How The Story Ends
by Aki and Tenshi
Summary: John and Mary meet. What happens next? If you want a happy ending, try option A.-- a weird little experimental story, rated for safety, but fairly clean. A look at the could have been's in these two's relationship.


Aki- This story is heavily influenced, particularly format wise, from the short story "Happy Endings" by Margaret Atwood. I suggest you all read it. See, she used the names John and Mary in it and this is what happened in my mind. Sigh. Anyway, it is, again, mostly the form I am stealing and the opening lines. However, the goals we are trying to reach in the stories are quit, quit different, so I really do not feel like that much of a rip off.

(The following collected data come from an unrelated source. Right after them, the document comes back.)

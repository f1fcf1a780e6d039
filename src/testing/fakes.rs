//! In-process stand-ins for the capability traits.

use super::synthetic_data::synthetic_photo;
use crate::capability::{Camera, FileStore, Gallery, ImageHandle, Rasterizer};
use crate::compositor::CompositionScene;
use crate::errors::BoothError;
use crate::permissions::PermissionStatus;
use image::{Rgba, RgbaImage};
use std::collections::{HashMap, VecDeque};
use std::path::PathBuf;
use std::sync::atomic::{AtomicUsize, Ordering};
use std::sync::{Arc, Mutex};

#[derive(Debug, Clone, PartialEq, Eq)]
pub enum ShutterOutcome {
    Photo,
    Failure(String),
}

/// Camera that replays a script of shutter outcomes, then keeps succeeding.
#[derive(Debug)]
pub struct ScriptedCamera {
    dir: PathBuf,
    permission: PermissionStatus,
    grant_on_request: bool,
    script: VecDeque<ShutterOutcome>,
    shots: Arc<AtomicUsize>,
    permission_requests: Arc<AtomicUsize>,
}

impl ScriptedCamera {
    pub fn new(dir: impl Into<PathBuf>) -> Self {
        Self {
            dir: dir.into(),
            permission: PermissionStatus::Granted,
            grant_on_request: true,
            script: VecDeque::new(),
            shots: Arc::new(AtomicUsize::new(0)),
            permission_requests: Arc::new(AtomicUsize::new(0)),
        }
    }

    pub fn with_permission(mut self, status: PermissionStatus, grant_on_request: bool) -> Self {
        self.permission = status;
        self.grant_on_request = grant_on_request;
        self
    }

    pub fn with_script(mut self, script: impl IntoIterator<Item = ShutterOutcome>) -> Self {
        self.script = script.into_iter().collect();
        self
    }

    /// Shutter presses so far, successful or not.
    pub fn shot_counter(&self) -> Arc<AtomicUsize> {
        self.shots.clone()
    }

    pub fn permission_request_counter(&self) -> Arc<AtomicUsize> {
        self.permission_requests.clone()
    }
}

impl Camera for ScriptedCamera {
    fn permission_status(&self) -> PermissionStatus {
        self.permission
    }

    fn request_permission(&mut self) -> PermissionStatus {
        self.permission_requests.fetch_add(1, Ordering::SeqCst);
        if self.grant_on_request {
            self.permission = PermissionStatus::Granted;
        } else {
            self.permission = PermissionStatus::Denied;
        }
        self.permission
    }

    fn capture_photo(&mut self) -> Result<ImageHandle, BoothError> {
        let shot = self.shots.fetch_add(1, Ordering::SeqCst);
        match self.script.pop_front().unwrap_or(ShutterOutcome::Photo) {
            ShutterOutcome::Photo => synthetic_photo(&self.dir, shot).map(ImageHandle::new),
            ShutterOutcome::Failure(reason) => Err(BoothError::Capture(reason)),
        }
    }
}

/// File store whose copies always fail.
#[derive(Debug, Default, Clone, Copy)]
pub struct FailingFileStore;

impl FileStore for FailingFileStore {
    fn copy_to_app_storage(&self, image: &ImageHandle, _index: usize) -> Result<String, BoothError> {
        Err(BoothError::Io(format!("disk full while copying {}", image.uri)))
    }
}

/// Gallery that records album writes in memory.
#[derive(Debug)]
pub struct MemoryGallery {
    permission: PermissionStatus,
    albums: Mutex<HashMap<String, Vec<PathBuf>>>,
}

impl Default for MemoryGallery {
    fn default() -> Self {
        Self {
            permission: PermissionStatus::Granted,
            albums: Mutex::new(HashMap::new()),
        }
    }
}

impl MemoryGallery {
    pub fn denied() -> Self {
        Self {
            permission: PermissionStatus::Denied,
            ..Self::default()
        }
    }

    pub fn saved(&self, album: &str) -> Vec<PathBuf> {
        self.albums
            .lock()
            .map(|albums| albums.get(album).cloned().unwrap_or_default())
            .unwrap_or_default()
    }
}

impl Gallery for MemoryGallery {
    fn request_permission(&self) -> PermissionStatus {
        self.permission
    }

    fn save_to_album(&self, files: &[PathBuf], album: &str) -> Result<(), BoothError> {
        let mut albums = self
            .albums
            .lock()
            .map_err(|_| BoothError::Io("gallery lock poisoned".to_string()))?;
        albums
            .entry(album.to_string())
            .or_default()
            .extend(files.iter().cloned());
        Ok(())
    }
}

/// Gallery that grants access but whose album writes always fail.
#[derive(Debug, Default, Clone, Copy)]
pub struct FailingGallery;

impl Gallery for FailingGallery {
    fn request_permission(&self) -> PermissionStatus {
        PermissionStatus::Granted
    }

    fn save_to_album(&self, _files: &[PathBuf], _album: &str) -> Result<(), BoothError> {
        Err(BoothError::Io("album is read-only".to_string()))
    }
}

/// Rasterizer that paints a flat image of the requested size without
/// touching any files.
#[derive(Debug, Default, Clone, Copy)]
pub struct MemoryRasterizer;

impl Rasterizer for MemoryRasterizer {
    fn rasterize(
        &self,
        _scene: &CompositionScene,
        width: u32,
        height: u32,
    ) -> Result<RgbaImage, BoothError> {
        Ok(RgbaImage::from_pixel(width, height, Rgba([200, 200, 200, 255])))
    }
}
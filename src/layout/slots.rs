use super::{SlotPlacement, SlotRole};
use serde::Serialize;

/// What a placement shows. Content never changes a placement.
#[derive(Debug, Clone, PartialEq, Eq, Serialize)]
#[serde(tag = "kind", rename_all = "camelCase")]
pub enum SlotContent {
    Photo { uri: String },
    /// The slot the next shutter will fill.
    CaptureNext,
    /// A not-yet-reachable slot, labelled with its 1-based number.
    Numbered { number: usize },
    Decoration,
}

#[derive(Debug, Clone, PartialEq, Serialize)]
pub struct RenderedSlot {
    pub placement: SlotPlacement,
    pub content: SlotContent,
}

/// Pairs placements with captured photo URIs by index. Slot `i` shows
/// `photo_uris[i]` when present, otherwise a placeholder.
pub fn fill_slots(placements: &[SlotPlacement], photo_uris: &[String]) -> Vec<RenderedSlot> {
    let next_index = photo_uris.len();
    placements
        .iter()
        .map(|placement| {
            let content = match placement.role {
                SlotRole::Photo { index } => match photo_uris.get(index) {
                    Some(uri) => SlotContent::Photo { uri: uri.clone() },
                    None if index == next_index => SlotContent::CaptureNext,
                    None => SlotContent::Numbered { number: index + 1 },
                },
                SlotRole::Logo | SlotRole::ContactBlock { .. } => SlotContent::Decoration,
            };
            RenderedSlot {
                placement: *placement,
                content,
            }
        })
        .collect()
}

#[cfg(test)]
mod tests {
    use super::*;
    use crate::layout::layout_slots;
    use crate::templates::TemplateRegistry;

    #[test]
    fn test_mid_capture_geometry_matches_final() {
        let registry = TemplateRegistry::builtin();
        for template in registry.list() {
            let placements = layout_slots(template, 0.42);
            let all: Vec<String> = (0..template.photo_count)
                .map(|i| format!("file:///photos/{i}.jpg"))
                .collect();
            let partial = &all[..template.photo_count / 2];

            let preview = fill_slots(&placements, partial);
            let final_render = fill_slots(&placements, &all);
            assert_eq!(preview.len(), final_render.len());
            for (a, b) in preview.iter().zip(&final_render) {
                assert_eq!(a.placement, b.placement);
            }
        }
    }

    #[test]
    fn test_placeholder_kinds() {
        let registry = TemplateRegistry::builtin();
        let grid = registry.get("4-grid").unwrap();
        let placements = layout_slots(grid, 1.0);
        let uris = vec!["a.jpg".to_string()];
        let rendered = fill_slots(&placements, &uris);

        assert_eq!(rendered[0].content, SlotContent::Photo { uri: "a.jpg".into() });
        assert_eq!(rendered[1].content, SlotContent::CaptureNext);
        assert_eq!(rendered[2].content, SlotContent::Numbered { number: 3 });
        assert_eq!(rendered[3].content, SlotContent::Numbered { number: 4 });
        assert_eq!(rendered[4].content, SlotContent::Decoration);
    }
}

Also, this may look like a "choose your own story" deal, but it is not. It is meant to be read straight through. Thank you.

* * *

John and Mary meet.

What happens next?

If you want a happy ending, try A.

A.

John and Mary fall in love and get married. After a few years of hard work and penny pinching, John buys his own mechanic shop with his friend and coworker Mike. John and Mary have two sons, who, despite the ups and downs every family has, turn out alright: the younger, Sam, goes onto to law school, the older, Dean, follows in his father's footsteps and becomes a car mechanic. Mary is a stay at home wife and mother, and she loves it, because it is _normal _and it is _safe_, if not ambitious, but it was all she ever wanted, so she is happy. Eventually John retires and turns over his half of the business to Dean just like he had turned over his beloved Impala years before. John takes up softball, Mary takes up scrapbooking. Mary goes to all of John's games, John helps Mary go through boxes of photographs in the evening after dinner. They have multiple grandchildren. They grow old together and eventually die. This is how the story ends.

B.

John and Mary cannot stand one another. It is just the first incidental meeting that sets them off each other for good. Mary has just come back from a bad hunt that her parents had forced her to join. She doesn't want to remember much, but she can't get that image of a kid dying out of her head, so she's in a horrible mood. It happens to be John's birthday, and he has gotten drunk with a couple of his buddies. And when John is drunk he didn't only loose his balance but a bit of the good manners his mama had drilled into him. These two forces meet walking down the sidewalk in opposite directions, and it starts accidently enough with him bumping into her, but she is already tense and scared, and he is sloppy and unapologetic, and Mary shoves John away a little too hard and some insults are thrown and that is that. John can't clearly remember all of it the next day, and only knows that Mary glares at him the next time she sees him when they are drinking coffee at different ends of the bar at the diner. Eventually dislike turns into indifference and later on in life they would both mostly forget this insignificant encounter.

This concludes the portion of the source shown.